Philippe doit aussi savoir que pour calculer sa rente à la retraite, le RRQ se base sur la moyenne des revenus admissibles depuis l’âge de 18 ans, mais exclut automatiquement du calcul 15 % des années les moins rémunératrices.

 

PHOTO HUGO-SÉBASTIEN AUBERT, ARCHIVES LA PRESSE Olivier Mercier, planificateur financier chez IG Gestion de patrimoine
PHOTO HUGO-SÉBASTIEN AUBERT, ARCHIVES LA PRESSE  Olivier Mercier, planificateur financier chez IG Gestion de patrimoine

 

Ainsi, s’il accumule peu ou rien du tout pour le RRQ pendant ces années, cela pourrait venir réduire légèrement le montant de sa rente. Par contre, s’il a plusieurs années avec des revenus stables, l’impact sera atténué.

 Olivier Mercier, planificateur financier chez IG Gestion de patrimoine

 

Cotiser au maximum dans le CELI avant de partir

Un élément important à savoir avant de quitter le Canada, c’est qu’on ne peut pas cotiser dans son CELI sans être résident canadien.

« Considérant que Philippe ne pourra pas investir dans son CELI lorsqu’il sera aux États-Unis et qu’il n’aura pas non plus de droits de cotisation qui s’accumuleront, il devrait y investir ce qu’il peut d’ici à ce qu’il parte, affirme Olivier Mercier. S’il cotise quand même lorsqu’il est aux États-Unis, ces sommes deviendront des cotisations excédentaires et il devra payer 1 % d’impôt par mois sur la somme cotisée. »

Ouvrir le CELIAPP avant de quitter le pays et cotiser plus tard

Pour le CELIAPP, c’est le contraire ! « Pour l’ouvrir, il faut être résident canadien et ne pas avoir été propriétaire pour les quatre dernières années, mais une fois qu’il est ouvert, on peut cotiser dedans même si on quitte le pays, explique le planificateur financier. C’est donc très important qu’il l’ouvre avant de partir et il pourra cotiser pendant tout le temps où il sera aux États-Unis. »

Pour retirer la somme de son CELIAPP et l’investir dans sa propriété, par contre, il faut être résident canadien.

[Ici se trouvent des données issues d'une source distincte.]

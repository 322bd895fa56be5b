//! # Coach Context
//!
//! **Context assembly for an LLM fitness coach.**
//!
//! Before each model call the prompt layer asks this crate for two blocks
//! of text: the knowledge passages most relevant to the user's message,
//! and the slice of conversation history that fits the token budget.
//!
//! ## Architecture
//!
//! ```text
//! ┌────────────┐   ┌──────────────┐   ┌──────────┐
//! │ Documents  │──▶│ Chunk+Embed  │──▶│  SQLite  │
//! │  (JSON)    │   │  (reembed)   │   │  chunks  │
//! └────────────┘   └──────────────┘   └────┬─────┘
//!                                          │
//!            ┌─────────────────────────────┤
//!            ▼                             ▼
//!     ┌─────────────┐   ┌──────────┐  ┌──────────┐
//!     │  Retriever  │──▶│ Formatter│◀─│ Windower │
//!     └─────────────┘   └────┬─────┘  └──────────┘
//!                            ▼
//!                  CLI (coachctx) / HTTP
//! ```
//!
//! ## Data Flow
//!
//! 1. Authored knowledge documents are upserted and split into chunks
//!    ([`coach_context_core::chunk`]).
//! 2. The backfill job ([`reembed`]) embeds each chunk through the
//!    configured provider ([`embedding`]) and atomically replaces the
//!    document's chunk set in SQLite ([`sqlite_store`]).
//! 3. Per turn, the retriever ([`coach_context_core::search`]) ranks chunks
//!    by semantic, keyword, or hybrid score and packs whole chunks into a
//!    character budget.
//! 4. The windower ([`coach_context_core::window`]) keeps the most recent
//!    turns that fit the token budget, plus an optional rolling summary.
//! 5. The formatter ([`coach_context_core::format`]) renders both into
//!    delimited blocks with a trace. [`engine::Engine`] wires it all.
//!
//! ## Modules
//!
//! | Module | Purpose |
//! |--------|---------|
//! | [`config`] | TOML configuration parsing and validation |
//! | [`db`] | SQLite connection pool |
//! | [`migrate`] | Schema creation |
//! | [`sqlite_store`] | SQLite `KnowledgeStore` |
//! | [`embedding`] | Embedding providers and paced batch embedder |
//! | [`reembed`] | Backfill job |
//! | [`search_log`] | Search analytics persisted to SQLite |
//! | [`engine`] | Long-lived wiring shared by CLI and server |
//! | [`documents`] | `docs add` / `docs list` |
//! | [`search`] | `search` command output |
//! | [`context`] | `context` command |
//! | [`server`] | HTTP API |

pub mod config;
pub mod context;
pub mod db;
pub mod documents;
pub mod embedding;
pub mod engine;
pub mod migrate;
pub mod reembed;
pub mod search;
pub mod search_log;
pub mod server;
pub mod sqlite_store;

pub use coach_context_core::{
    chunk, error, format, lexical, models, observe, store, window,
};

Transférer le fonds de retraite dans un CRI

Pour le fonds de retraite, l’idée de prendre la somme offerte par l’employeur et de la placer dans un CRI semble être intéressante pour Philippe, aux yeux du planificateur financier. « Comme il a une tolérance au risque assez élevée et qu’il placera cette somme à 80 % dans des actions et à 20 % dans des obligations, il pourra s’attendre à un bon rendement et aussi, plus tard, il pourra contrôler ce qu’il sort comme revenu imposable », explique-t-il.

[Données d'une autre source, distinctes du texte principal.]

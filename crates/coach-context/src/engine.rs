//! Long-lived wiring of store, embedding provider, observer, and retriever.
//!
//! [`Engine`] is built once per process (CLI invocation or server) from
//! the config and shared by every command and HTTP handler, so the query
//! cache survives across requests.

use anyhow::Result;
use chrono::Utc;
use serde::Deserialize;
use sqlx::SqlitePool;
use std::sync::Arc;
use std::time::Duration;
use tracing::{info, warn};

use coach_context_core::cache::QueryCache;
use coach_context_core::embedding::EmbeddingProvider;
use coach_context_core::format::{assemble, FormattedContext};
use coach_context_core::models::{ConversationTurn, RagResponse, SearchMethod, WindowResult};
use coach_context_core::observe::{FanoutObserver, RetrievalObserver, TracingObserver};
use coach_context_core::search::{Retriever, SearchRequest};
use coach_context_core::window::build_window;

use crate::config::Config;
use crate::db;
use crate::embedding::{create_provider, BatchEmbedder};
use crate::migrate::migrate;
use crate::reembed::{ReembedJob, ReembedOptions, ReembedReport, ReembedTarget};
use crate::search_log::SqliteSearchLog;
use crate::sqlite_store::SqliteStore;

/// Optional per-call overrides of the configured retrieval defaults.
#[derive(Debug, Clone, Default, Deserialize)]
pub struct SearchOptions {
    #[serde(default)]
    pub owner_tag: Option<String>,
    #[serde(default)]
    pub method: Option<SearchMethod>,
    #[serde(default)]
    pub max_results: Option<usize>,
    #[serde(default)]
    pub context_char_budget: Option<usize>,
}

/// Inputs for one full context assembly.
#[derive(Debug, Clone, Default, Deserialize)]
pub struct ContextRequest {
    /// The user's current message; retrieval is skipped when absent or blank.
    #[serde(default)]
    pub query: Option<String>,
    #[serde(default, flatten)]
    pub search: SearchOptions,
    /// Conversation history, oldest first.
    #[serde(default)]
    pub turns: Vec<ConversationTurn>,
    #[serde(default)]
    pub summary: Option<String>,
    #[serde(default)]
    pub max_tokens: Option<usize>,
}

pub struct Engine {
    config: Config,
    pool: SqlitePool,
    store: Arc<SqliteStore>,
    provider: Arc<dyn EmbeddingProvider>,
    observer: Arc<dyn RetrievalObserver>,
    search_log: Arc<SqliteSearchLog>,
    retriever: Retriever,
}

impl Engine {
    /// Connect, migrate, and build the configured provider.
    pub async fn open(config: &Config) -> Result<Self> {
        let pool = db::connect(config).await?;
        migrate(&pool).await?;
        let provider = create_provider(&config.embedding)?;
        Ok(Self::with_provider(config, pool, provider))
    }

    /// Build on an existing, migrated pool with an explicit provider.
    pub fn with_provider(
        config: &Config,
        pool: SqlitePool,
        provider: Arc<dyn EmbeddingProvider>,
    ) -> Self {
        let store = Arc::new(SqliteStore::new(pool.clone()).with_model(provider.model_name()));
        let search_log = Arc::new(SqliteSearchLog::new(pool.clone()));
        let observer: Arc<dyn RetrievalObserver> = Arc::new(FanoutObserver::new(vec![
            Arc::new(TracingObserver),
            search_log.clone(),
        ]));

        let r = &config.retrieval;
        let mut retriever = Retriever::new(store.clone(), provider.clone(), r.params())
            .with_observer(observer.clone());
        if r.cache_max_entries > 0 {
            retriever = retriever.with_cache(Arc::new(QueryCache::new(
                Duration::from_secs(r.cache_ttl_secs),
                r.cache_max_entries,
            )));
        }

        Self {
            config: config.clone(),
            pool,
            store,
            provider,
            observer,
            search_log,
            retriever,
        }
    }

    pub fn config(&self) -> &Config {
        &self.config
    }

    pub fn pool(&self) -> &SqlitePool {
        &self.pool
    }

    pub fn store(&self) -> &Arc<SqliteStore> {
        &self.store
    }

    pub fn retriever(&self) -> &Retriever {
        &self.retriever
    }

    pub async fn search(&self, query: &str, opts: &SearchOptions) -> Result<RagResponse> {
        let r = &self.config.retrieval;
        self.retriever
            .search(&SearchRequest {
                query,
                owner_tag: opts.owner_tag.as_deref(),
                method: opts.method.unwrap_or(r.default_method),
                max_results: opts.max_results.unwrap_or(r.max_results),
                context_char_budget: opts.context_char_budget.unwrap_or(r.context_char_budget),
            })
            .await
    }

    pub fn window(
        &self,
        turns: &[ConversationTurn],
        summary: Option<&str>,
        max_tokens: Option<usize>,
    ) -> WindowResult {
        let max_tokens = max_tokens.unwrap_or(self.config.window.max_tokens);
        let window = build_window(turns, summary, max_tokens, &self.config.window.policy());
        if window.over_budget {
            info!(
                tokens_used = window.tokens_used,
                max_tokens = window.max_tokens,
                selected_turns = window.selected_turns.len(),
                "conversation window exceeds budget at recency floor"
            );
        }
        window
    }

    /// Retrieve, window, and format in one call.
    ///
    /// A failed retrieval is logged and the context is built without
    /// knowledge rather than failing the request.
    pub async fn context(&self, req: &ContextRequest) -> Result<FormattedContext> {
        let retrieval = match req.query.as_deref().filter(|q| !q.trim().is_empty()) {
            Some(q) => match self.search(q, &req.search).await {
                Ok(resp) => Some(resp),
                Err(e) => {
                    warn!(error = %e, "retrieval failed, continuing without knowledge");
                    None
                }
            },
            None => None,
        };

        let window = self.window(&req.turns, req.summary.as_deref(), req.max_tokens);
        Ok(assemble(retrieval.as_ref(), &window, Utc::now()))
    }

    pub fn reembed_job(&self) -> ReembedJob {
        let e = &self.config.embedding;
        let embedder = BatchEmbedder::new(self.provider.clone(), e.call_delay())
            .with_observer(self.observer.clone());
        ReembedJob::new(
            self.store.clone(),
            embedder,
            ReembedOptions {
                max_chars: self.config.chunking.max_chars,
                concurrency: e.concurrency,
                batch_pause: e.batch_pause(),
            },
        )
    }

    /// Run a backfill and drop cached responses if anything was rewritten.
    pub async fn reembed(&self, target: &ReembedTarget) -> Result<ReembedReport> {
        let report = self.reembed_job().run(target).await?;
        if report.processed > 0 {
            self.retriever.invalidate_cache();
        }
        Ok(report)
    }

    pub async fn reembed_ids(&self, ids: &[String]) -> ReembedReport {
        let report = self.reembed_job().run_ids(ids).await;
        if report.processed > 0 {
            self.retriever.invalidate_cache();
        }
        report
    }

    /// Wait for queued search-log writes to land.
    pub async fn flush_search_log(&self) {
        self.search_log.flush().await;
    }

    /// Drain pending search-log writes, then close the pool.
    pub async fn close(self) {
        self.search_log.flush().await;
        self.pool.close().await;
    }
}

Par contre, il lui conseille de réfléchir à ce qu’il voudra faire à son retour des États-Unis. « S’il est possible qu’il retourne travailler dans le public, ce serait probablement plus avantageux de garder son fonds de retraite et de continuer à y cotiser plus tard afin de recevoir une rente à sa retraite qui sera assurée pour le restant de sa vie. »

Chercher un emploi avant de partir

Léa Saadé conseille pour sa part à Philippe de commencer à chercher activement dès maintenant un emploi aux États-Unis.

« Plusieurs entrevues d’embauche se font en ligne et s’il explique sa situation, les employeurs comprendront pourquoi il fait sa recherche d’emploi à partir du Canada, explique-t-elle. L’objectif est qu’il puisse travailler rapidement en arrivant pour toucher le moins possible à son fonds d’urgence. »

* Bien que le cas mis en lumière dans cette rubrique soit réel, les prénoms utilisés sont fictifs.